Multi-Instance GPU
Many programs are unable to fully use modern GPUs such as NVidia A100s and H100s. Multi-Instance GPU (MIG) is a technology that allows partitioning a single GPU into multiple instances, making each one a completely independent GPU. Each of the GPU's instances gets a slice of the full GPU's computational resources and memory, all detached from the other instances by on-chip protections.
Using instances of a GPU is less wasteful and usage is billed accordingly. Jobs submitted on such instances use less of your allocated priority compared to a full GPU; you will then be able to execute more jobs and have shorter wait time.
Choosing between a full GPU and an instance of a GPU
Jobs that use less than half of the computing power of a full GPU and less than half of the available memory should be evaluated and tested on an instance. In most cases, these jobs will run just as fast and consume less than half of the computing resource.
See section Finding which of your jobs should use a GPU instance for more details.
Limitations
The MIG technology does not support CUDA Inter-Process Communication (IPC), which optimizes data transfers between GPUs over NVLink and NVSwitch. This limitation also prevents efficient communication between instances. Consequently, launching an executable on more than one instance at a time does not improve performance and should be avoided.
GPU jobs requiring many CPU cores may also require a full GPU instead of an instance. The maximum number of CPU cores per instance depends on the number of cores per full GPU and on the configured MIG profiles. Both factors may vary between clusters and also between GPU nodes in a cluster.
Available configurations
As of August 23, 2024, 20% of the Narval A100 nodes offer GPU instances. While there exist many possible MIG configurations and profiles, only the two following profiles have been implemented:
3g.20gb
4g.20gb
The profile name describes the size of the instance.
For example, a 3g.20gb
instance has 20 GB of RAM and offers 3/8 of the computing performance of a full A100-40gb GPU. Using less powerful profiles will have a lower impact on your allocation and priority.
On Narval, the recommended maximum number of cores and amount of system memory per instance are:
3g.20gb
: maximum 6 cores and 62GB4g.20gb
: maximum 6 cores and 62GB
To request an instance of a certain profile, your job submission must include a --gres
parameter:
3g.20gb
:--gres=gpu:a100_3g.20gb:1
4g.20gb
:--gres=gpu:a100_4g.20gb:1
Note: For the job scheduler on Narval, the prefix a100_
is required before the profile name.
Job examples
- Request an instance of power 3/8 and size 20GB for a 1-hour interactive job:
[name@server ~]$ salloc --account=def-someuser --gres=gpu:a100_3g.20gb:1 --cpus-per-task=2 --mem=40gb --time=1:0:0
- Request an instance of power 4/8 and size 20GB for a 24-hour batch job using the maximum recommended number of cores and system memory:
#!/bin/bash
#SBATCH --account=def-someuser
#SBATCH --gres=gpu:a100_4g.20gb:1
#SBATCH --cpus-per-task=6 # There are 6 CPU cores per 3g.20gb and 4g.20gb on Narval.
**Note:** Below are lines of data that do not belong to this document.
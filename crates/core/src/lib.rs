//! Cornershop Core - Shared types and pure domain logic.
//!
//! This crate is used by every Cornershop component:
//! - `storefront` - JSON API server (catalog, orders, admin management)
//! - `cli` - Migrations, seeding, and the terminal cart client
//!
//! # Architecture
//!
//! The core crate contains only types, traits and pure functions - no network,
//! no database access, no HTTP clients. Anything that needs I/O is expressed as
//! a trait (see [`cart::CartStorage`]) and implemented by the caller.
//!
//! # Modules
//!
//! - [`types`] - Newtype IDs, emails, statuses, money and shop rates
//! - [`order`] - Order request normalization and the order aggregate (totals)
//! - [`cart`] - Client-side cart reducer and persisting store
//! - [`pagination`] - Page request/response shapes shared by API and clients

#![cfg_attr(not(test), forbid(unsafe_code))]

pub mod cart;
pub mod order;
pub mod pagination;
pub mod types;

pub use types::*;
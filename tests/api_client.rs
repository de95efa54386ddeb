use igprofile::api::{InstagramClient, ProfileLookup};
use igprofile::error::LookupError;
use serde_json::json;
use wiremock::matchers::{header, method, path, query_param};
use wiremock::{Mock, MockServer, ResponseTemplate};

const ENDPOINT: &str = "/api/v1/users/web_profile_info/";

async fn mock_profile_response(server: &MockServer, username: &str, template: ResponseTemplate) {
    Mock::given(method("GET"))
        .and(path(ENDPOINT))
        .and(query_param("username", username))
        .respond_with(template)
        .mount(server)
        .await;
}

#[tokio::test]
async fn maps_full_profile_response() {
    let server = MockServer::start().await;
    let body = json!({
        "data": {
            "user": {
                "username": "zuck",
                "full_name": "Mark Zuckerberg",
                "edge_followed_by": { "count": 12000000 },
                "edge_follow": { "count": 500 },
                "edge_owner_to_timeline_media": { "count": 300 },
                "profile_pic_url": "https://cdn.example.com/zuck.jpg",
                "is_private": false,
                "is_verified": true,
                "biography": "Building things",
                "external_url": "https://meta.com",
                "business_category_name": null,
                "is_business_account": false
            }
        },
        "status": "ok"
    });

    Mock::given(method("GET"))
        .and(path(ENDPOINT))
        .and(query_param("username", "zuck"))
        .and(header("x-ig-app-id", "936619743392459"))
        .respond_with(ResponseTemplate::new(200).set_body_json(body))
        .mount(&server)
        .await;

    let client = InstagramClient::with_base_url(server.uri());
    let source = client.profile("zuck").await.expect("lookup");

    assert_eq!(source.username, "zuck");
    assert_eq!(source.full_name.as_deref(), Some("Mark Zuckerberg"));
    assert_eq!(source.followers, 12_000_000);
    assert_eq!(source.followees, 500);
    assert_eq!(source.media_count, 300);
    assert!(!source.is_private);
    assert!(source.is_verified);
    assert_eq!(source.business_category_name, None);
}

#[tokio::test]
async fn null_user_is_not_found() {
    let server = MockServer::start().await;
    let body = json!({ "data": { "user": null }, "status": "ok" });
    mock_profile_response(&server, "nouser123", ResponseTemplate::new(200).set_body_json(body))
        .await;

    let client = InstagramClient::with_base_url(server.uri());
    let err = client.profile("nouser123").await.expect_err("must fail");
    assert!(matches!(err, LookupError::NotFound));
}

#[tokio::test]
async fn http_404_is_not_found() {
    let server = MockServer::start().await;
    mock_profile_response(&server, "nouser123", ResponseTemplate::new(404)).await;

    let client = InstagramClient::with_base_url(server.uri());
    let err = client.profile("nouser123").await.expect_err("must fail");
    assert!(matches!(err, LookupError::NotFound));
}

#[tokio::test]
async fn login_gate_is_private_signal() {
    let server = MockServer::start().await;
    mock_profile_response(&server, "ghost", ResponseTemplate::new(401)).await;

    let client = InstagramClient::with_base_url(server.uri());
    let err = client.profile("ghost").await.expect_err("must fail");
    assert!(matches!(err, LookupError::PrivateNotFollowed));
}

#[tokio::test]
async fn rate_limit_is_connection_error() {
    let server = MockServer::start().await;
    mock_profile_response(&server, "zuck", ResponseTemplate::new(429)).await;

    let client = InstagramClient::with_base_url(server.uri());
    let err = client.profile("zuck").await.expect_err("must fail");
    assert!(matches!(err, LookupError::Connection(_)));
}

#[tokio::test]
async fn server_error_is_connection_error() {
    let server = MockServer::start().await;
    mock_profile_response(&server, "zuck", ResponseTemplate::new(500)).await;

    let client = InstagramClient::with_base_url(server.uri());
    let err = client.profile("zuck").await.expect_err("must fail");
    assert!(matches!(err, LookupError::Connection(_)));
}

#[tokio::test]
async fn html_interstitial_is_connection_error() {
    let server = MockServer::start().await;
    mock_profile_response(
        &server,
        "zuck",
        ResponseTemplate::new(200).set_body_string("<html>Please wait...</html>"),
    )
    .await;

    let client = InstagramClient::with_base_url(server.uri());
    let err = client.profile("zuck").await.expect_err("must fail");
    assert!(matches!(err, LookupError::Connection(_)));
}

#[tokio::test]
async fn public_lookup_keeps_only_public_fields() {
    let server = MockServer::start().await;
    let body = json!({
        "data": {
            "user": {
                "username": "ghost",
                "full_name": "Ghost Account",
                "profile_pic_url": "https://cdn.example.com/ghost.jpg",
                "is_verified": true
            }
        },
        "status": "ok"
    });
    mock_profile_response(&server, "ghost", ResponseTemplate::new(200).set_body_json(body)).await;

    let client = InstagramClient::with_base_url(server.uri());
    let public = client.public_profile("ghost").await.expect("lookup");

    assert_eq!(public.username, "ghost");
    assert_eq!(public.full_name.as_deref(), Some("Ghost Account"));
    assert_eq!(
        public.profile_pic_url.as_deref(),
        Some("https://cdn.example.com/ghost.jpg")
    );
    assert!(public.is_verified);
}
#SBATCH --mem=62gb # There are 62GB GPU RAM per 3g.20gb and 4g.20gb on Narval.
#SBATCH --time=24:00:00
hostname
nvidia-smi
Finding which of your jobs should use an instance
You can find information on current and past jobs on the Narval usage portal, under the Job stats tab.
Power consumption is a good indicator of the total computing power requested from the GPU. For instance, the following job requested a full A100 GPU with a maximum TDP of 400W, but only used 100W on average, which is only 50W more than the idle electric consumption:
GPU functionality utilization may also provide insights on the usage of the GPU in cases where the power consumption is not sufficient. For this example job, GPU utilization graph supports the conclusion of the GPU power consumption graph that the job uses less than 25% of the available computing power of a full A100 GPU:
The final metrics to consider are the maximum amount of GPU memory and the average number of CPU cores required to run the job. For this example, the job uses a maximum of 3GB of GPU memory out of the 40GB of a full A100 GPU.
It was also launched using a single CPU core. When taking into account these three last metrics, we can confirm that the job should easily run on a 3g.20GB or 4g.20GB GPU instance with power and memory to spare.
Another way to monitor the usage of a running job is by attaching to the node where the job is currently running and then by using nvidia-smi
to read the GPU metrics in real time.
This will not provide maximum and average values for memory and power usage of the entire job, but it may be helpful to identify and troubleshoot underperforming jobs.